The first SEAL to achieve two-star rank, LeMoyne's distinguished Naval career had many highlights, and he earned numerous commendations.
LeMoyne was among the military leaders who called for integrating all the services' special operations forces to improve communication and coordination during special missions.
He will be remembered most for establishing and commanding the Naval Special Warfare Command in 1987, and later becoming deputy commander of U.S. Special Operations Command in Tampa, Fla. As deputy, he was the second most senior officer in charge of all US Special Operations units, serving for then Commander in Chief Gen. Wayne Downing. "Chuck had a vision of what special warfare could become," said Downing, now retired. "He has set a course for naval special warfare into the 21st century."
In just a decade since establishment of the Naval Special Warfare Command, 13 Cyclone Patrol Coastal craft have been commissioned, 20 MK V Special Operations craft have been funded, an advanced SEAL delivery system is being built and the US Navy SEALs and Special Combatant Craft Crewmen form one of the most responsive, versatile and effective force packages in our military today.
When LeMoyne retired in the fall of 1996, he returned with his family to Coronado, to a place he called home and to the home of his "second" family -his fellow SEALs.
On Christmas eve, some of those SEALs gave LeMoyne and his family a gift that won't soon be forgotten. Led by CAPT Tim A. Holden, the current BUD/S class took a run up to the LeMoyne house. Instead of ringing the door bell, the SEALs belted out a traditional SEAL battle cry. Though frail and weak and barely able to walk, LeMoyne made it down the stairs to hear the men singing Christmas carols. According to his son, Chuck Jr., the admiral insisted on greeting each and every one of them.

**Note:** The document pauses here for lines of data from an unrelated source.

//! Bounding-box normalization of landmark sets.
//!
//! Each axis is rescaled independently so that its minimum maps to 0 and its
//! maximum to 1. This removes absolute position and per-axis scale, but not
//! in-plane rotation or perspective.

use std::fmt;

use serde::{Deserialize, Serialize};

use crate::error::{Error, Result};
use crate::types::{LandmarkSet, Point};

/// Coordinate given to every point on an axis with zero spread under
/// [`DegenerateAxisPolicy::Midpoint`].
pub const DEGENERATE_AXIS_VALUE: f32 = 0.5;

#[derive(Debug, Clone, Copy, PartialEq, Eq, Serialize, Deserialize)]
#[serde(rename_all = "lowercase")]
pub enum Axis {
    X,
    Y,
}

impl fmt::Display for Axis {
    fn fmt(&self, f: &mut fmt::Formatter<'_>) -> fmt::Result {
        match self {
            Axis::X => f.write_str("x"),
            Axis::Y => f.write_str("y"),
        }
    }
}

/// What to do when all points share one coordinate on an axis.
#[derive(Debug, Clone, Copy, PartialEq, Eq, Default, Serialize, Deserialize)]
#[serde(rename_all = "snake_case")]
pub enum DegenerateAxisPolicy {
    /// Map the whole axis to [`DEGENERATE_AXIS_VALUE`].
    #[default]
    Midpoint,
    /// Fail with [`Error::DegenerateAxisRange`].
    Reject,
}

/// Per-axis minimum and maximum of a landmark set.
#[derive(Debug, Clone, Copy, PartialEq)]
pub struct AxisBounds {
    pub min: Point,
    pub max: Point,
}

impl AxisBounds {
    /// Bounds of all points in `set`, or `None` for an empty set.
    pub fn of(set: &LandmarkSet) -> Option<Self> {
        let mut points = set.iter().map(|(_, p)| p);
        let first = points.next()?;
        let bounds = points.fold(
            AxisBounds {
                min: first,
                max: first,
            },
            |acc, p| AxisBounds {
                min: Point::new(acc.min.x.min(p.x), acc.min.y.min(p.y)),
                max: Point::new(acc.max.x.max(p.x), acc.max.y.max(p.y)),
            },
        );
        Some(bounds)
    }

    /// Width and height of the box, widened to `f64` so that finite
    /// coordinates of opposite sign cannot overflow.
    pub fn span(&self) -> (f64, f64) {
        (
            f64::from(self.max.x) - f64::from(self.min.x),
            f64::from(self.max.y) - f64::from(self.min.y),
        )
    }
}

/// Rescale `set` into the unit square, axis by axis.
pub fn normalize(set: &LandmarkSet, policy: DegenerateAxisPolicy) -> Result<LandmarkSet> {
    let Some(bounds) = AxisBounds::of(set) else {
        return Ok(*set);
    };
    let (x_span, y_span) = bounds.span();

    let x_scale = axis_scale(Axis::X, x_span, policy)?;
    let y_scale = axis_scale(Axis::Y, y_span, policy)?;

    Ok(set.map_points(|p| {
        Point::new(
            rescale(p.x, bounds.min.x, x_scale),
            rescale(p.y, bounds.min.y, y_scale),
        )
    }))
}

/// `None` marks a degenerate axis that collapses to the midpoint.
fn axis_scale(axis: Axis, span: f64, policy: DegenerateAxisPolicy) -> Result<Option<f64>> {
    if span > 0.0 {
        return Ok(Some(span));
    }
    match policy {
        DegenerateAxisPolicy::Midpoint => {
            tracing::debug!(%axis, "degenerate axis range, mapping to midpoint");
            Ok(None)
        }
        DegenerateAxisPolicy::Reject => Err(Error::DegenerateAxisRange { axis }),
    }
}

fn rescale(value: f32, min: f32, span: Option<f64>) -> f32 {
    match span {
        Some(span) => ((f64::from(value) - f64::from(min)) / span) as f32,
        None => DEGENERATE_AXIS_VALUE,
    }
}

More than 20 flag officers, including the chief of naval operations, attended the memorial service for LeMoyne in Coronado. Not surprising, the church was filled to capacity. Even a spot where one could stand was hard to find. Such was the turnout for a man who was warmly admired as a gentle "giant" and greatly respected as a man of integrity, a man of honor.
The Naval Special Warfare community extends its heartfelt sympathy to the LeMoyne family during this difficult time. RADM Chuck LeMoyne-- you will be sorely missed.